>>>
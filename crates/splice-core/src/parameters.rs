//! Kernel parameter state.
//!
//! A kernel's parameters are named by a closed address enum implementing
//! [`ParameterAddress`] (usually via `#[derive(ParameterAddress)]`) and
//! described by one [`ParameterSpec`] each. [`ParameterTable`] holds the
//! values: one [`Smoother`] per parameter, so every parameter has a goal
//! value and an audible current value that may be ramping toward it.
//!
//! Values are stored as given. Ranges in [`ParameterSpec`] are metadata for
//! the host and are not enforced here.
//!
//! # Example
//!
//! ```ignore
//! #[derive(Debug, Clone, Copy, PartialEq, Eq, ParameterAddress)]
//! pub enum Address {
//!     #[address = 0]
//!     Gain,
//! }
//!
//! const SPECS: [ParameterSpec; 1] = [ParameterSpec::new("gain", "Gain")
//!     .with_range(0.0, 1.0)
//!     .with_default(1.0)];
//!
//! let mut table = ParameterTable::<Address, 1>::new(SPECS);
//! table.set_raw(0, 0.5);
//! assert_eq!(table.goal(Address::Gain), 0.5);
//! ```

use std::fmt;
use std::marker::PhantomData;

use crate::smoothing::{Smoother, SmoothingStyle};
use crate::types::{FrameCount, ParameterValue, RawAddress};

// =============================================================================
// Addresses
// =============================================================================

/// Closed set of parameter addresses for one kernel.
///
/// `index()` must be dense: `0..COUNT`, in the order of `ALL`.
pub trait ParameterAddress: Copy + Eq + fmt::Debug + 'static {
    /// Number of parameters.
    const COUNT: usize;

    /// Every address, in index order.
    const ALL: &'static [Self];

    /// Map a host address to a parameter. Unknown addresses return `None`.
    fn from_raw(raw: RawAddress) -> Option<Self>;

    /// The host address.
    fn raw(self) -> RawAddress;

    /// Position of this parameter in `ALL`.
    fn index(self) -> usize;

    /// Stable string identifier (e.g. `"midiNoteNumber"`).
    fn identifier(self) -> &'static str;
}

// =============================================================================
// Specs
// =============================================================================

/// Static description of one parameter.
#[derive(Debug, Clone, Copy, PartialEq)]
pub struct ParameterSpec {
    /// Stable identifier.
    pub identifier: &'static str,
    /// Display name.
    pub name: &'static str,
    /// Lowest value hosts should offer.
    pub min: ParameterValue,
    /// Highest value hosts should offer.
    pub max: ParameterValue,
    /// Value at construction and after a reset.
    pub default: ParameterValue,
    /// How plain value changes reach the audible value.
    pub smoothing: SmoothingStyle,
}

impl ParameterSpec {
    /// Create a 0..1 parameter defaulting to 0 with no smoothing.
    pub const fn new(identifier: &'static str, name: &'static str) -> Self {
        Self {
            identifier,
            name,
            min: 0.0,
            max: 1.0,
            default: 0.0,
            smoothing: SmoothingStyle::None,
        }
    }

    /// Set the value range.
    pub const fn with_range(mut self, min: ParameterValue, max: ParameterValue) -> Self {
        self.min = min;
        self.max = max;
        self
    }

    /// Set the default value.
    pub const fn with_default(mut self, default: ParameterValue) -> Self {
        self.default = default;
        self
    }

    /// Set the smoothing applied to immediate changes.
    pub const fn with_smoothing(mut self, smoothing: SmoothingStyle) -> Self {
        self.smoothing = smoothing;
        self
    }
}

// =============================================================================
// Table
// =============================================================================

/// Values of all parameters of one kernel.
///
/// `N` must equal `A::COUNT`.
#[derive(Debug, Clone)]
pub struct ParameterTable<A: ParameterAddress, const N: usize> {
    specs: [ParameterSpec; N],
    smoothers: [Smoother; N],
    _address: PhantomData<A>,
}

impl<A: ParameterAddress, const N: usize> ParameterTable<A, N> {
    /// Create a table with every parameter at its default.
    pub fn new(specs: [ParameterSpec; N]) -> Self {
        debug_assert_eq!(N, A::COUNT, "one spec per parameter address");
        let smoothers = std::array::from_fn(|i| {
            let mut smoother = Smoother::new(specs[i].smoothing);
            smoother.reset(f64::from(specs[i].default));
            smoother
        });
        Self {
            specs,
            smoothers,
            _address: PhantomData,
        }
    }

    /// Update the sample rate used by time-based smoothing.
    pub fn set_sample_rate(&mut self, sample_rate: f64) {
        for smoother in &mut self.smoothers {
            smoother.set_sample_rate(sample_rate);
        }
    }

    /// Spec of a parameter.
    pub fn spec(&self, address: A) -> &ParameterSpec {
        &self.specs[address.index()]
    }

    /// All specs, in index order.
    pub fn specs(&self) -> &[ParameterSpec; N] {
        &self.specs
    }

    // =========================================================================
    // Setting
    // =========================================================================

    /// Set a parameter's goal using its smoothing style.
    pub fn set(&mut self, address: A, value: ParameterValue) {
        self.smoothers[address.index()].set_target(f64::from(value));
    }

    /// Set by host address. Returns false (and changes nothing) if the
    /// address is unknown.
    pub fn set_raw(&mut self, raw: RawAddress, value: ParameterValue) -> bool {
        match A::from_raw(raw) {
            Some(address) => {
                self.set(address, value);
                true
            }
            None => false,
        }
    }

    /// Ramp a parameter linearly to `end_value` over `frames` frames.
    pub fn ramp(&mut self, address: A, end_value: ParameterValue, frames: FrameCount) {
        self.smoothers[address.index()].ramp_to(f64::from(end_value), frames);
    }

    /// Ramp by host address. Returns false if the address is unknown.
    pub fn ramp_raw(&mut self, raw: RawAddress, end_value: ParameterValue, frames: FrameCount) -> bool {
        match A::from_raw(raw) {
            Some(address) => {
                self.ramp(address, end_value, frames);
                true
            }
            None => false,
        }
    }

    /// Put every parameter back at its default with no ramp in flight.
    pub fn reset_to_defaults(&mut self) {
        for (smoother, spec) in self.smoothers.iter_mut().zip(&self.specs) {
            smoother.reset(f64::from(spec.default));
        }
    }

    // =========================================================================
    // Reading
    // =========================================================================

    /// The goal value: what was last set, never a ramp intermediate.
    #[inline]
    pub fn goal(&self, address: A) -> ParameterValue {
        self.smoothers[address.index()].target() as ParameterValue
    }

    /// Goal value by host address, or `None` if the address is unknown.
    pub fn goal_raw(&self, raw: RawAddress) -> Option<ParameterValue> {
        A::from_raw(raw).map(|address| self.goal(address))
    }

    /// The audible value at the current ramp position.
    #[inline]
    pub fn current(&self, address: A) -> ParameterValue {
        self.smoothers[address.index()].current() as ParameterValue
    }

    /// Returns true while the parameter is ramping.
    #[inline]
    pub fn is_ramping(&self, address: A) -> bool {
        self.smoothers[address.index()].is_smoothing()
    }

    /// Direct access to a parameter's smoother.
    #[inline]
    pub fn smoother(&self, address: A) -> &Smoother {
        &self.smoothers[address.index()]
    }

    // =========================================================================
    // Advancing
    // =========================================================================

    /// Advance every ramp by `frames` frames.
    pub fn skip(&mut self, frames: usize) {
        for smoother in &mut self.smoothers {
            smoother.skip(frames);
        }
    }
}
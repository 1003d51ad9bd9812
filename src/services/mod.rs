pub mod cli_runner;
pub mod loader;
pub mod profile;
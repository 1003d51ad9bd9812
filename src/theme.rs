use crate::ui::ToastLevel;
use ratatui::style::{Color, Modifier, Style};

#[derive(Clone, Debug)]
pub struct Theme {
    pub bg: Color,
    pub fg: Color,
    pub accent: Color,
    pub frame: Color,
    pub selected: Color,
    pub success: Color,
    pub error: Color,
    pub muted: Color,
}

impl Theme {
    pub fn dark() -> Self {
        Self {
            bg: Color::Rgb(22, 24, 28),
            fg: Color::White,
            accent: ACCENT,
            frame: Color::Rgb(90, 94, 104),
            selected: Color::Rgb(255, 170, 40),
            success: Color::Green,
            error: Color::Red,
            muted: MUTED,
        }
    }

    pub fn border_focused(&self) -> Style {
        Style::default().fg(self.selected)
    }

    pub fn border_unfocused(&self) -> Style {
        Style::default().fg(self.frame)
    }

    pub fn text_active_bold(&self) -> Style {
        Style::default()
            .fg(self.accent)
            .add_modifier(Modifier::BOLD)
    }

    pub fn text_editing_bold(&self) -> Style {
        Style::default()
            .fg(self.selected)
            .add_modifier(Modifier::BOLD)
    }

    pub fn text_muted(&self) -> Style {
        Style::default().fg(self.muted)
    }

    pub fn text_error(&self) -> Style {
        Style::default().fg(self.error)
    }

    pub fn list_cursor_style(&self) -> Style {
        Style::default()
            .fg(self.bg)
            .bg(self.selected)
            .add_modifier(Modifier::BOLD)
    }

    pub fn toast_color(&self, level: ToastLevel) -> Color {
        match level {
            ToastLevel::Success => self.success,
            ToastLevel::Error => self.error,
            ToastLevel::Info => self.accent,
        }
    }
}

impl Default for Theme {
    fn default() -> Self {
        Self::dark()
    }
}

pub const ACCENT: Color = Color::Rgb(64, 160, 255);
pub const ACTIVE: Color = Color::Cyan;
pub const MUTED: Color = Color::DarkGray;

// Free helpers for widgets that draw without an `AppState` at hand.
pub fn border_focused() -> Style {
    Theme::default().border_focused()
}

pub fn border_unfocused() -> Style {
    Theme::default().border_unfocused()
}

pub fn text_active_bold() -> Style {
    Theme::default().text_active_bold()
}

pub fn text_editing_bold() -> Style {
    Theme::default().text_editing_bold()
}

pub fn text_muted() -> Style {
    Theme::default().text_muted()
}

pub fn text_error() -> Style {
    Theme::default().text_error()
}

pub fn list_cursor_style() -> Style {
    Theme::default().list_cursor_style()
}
<<<
## What is expected:
Looking at the records above, please output exactly the lines that run from the one holding "Theme::default().text_editing_bold()" to the final line, and only those.

## Exercise output:
    Theme::default().text_editing_bold()
}

pub fn text_muted() -> Style {
    Theme::default().text_muted()
}

pub fn text_error() -> Style {
    Theme::default().text_error()
}

pub fn list_cursor_style() -> Style {
    Theme::default().list_cursor_style()
}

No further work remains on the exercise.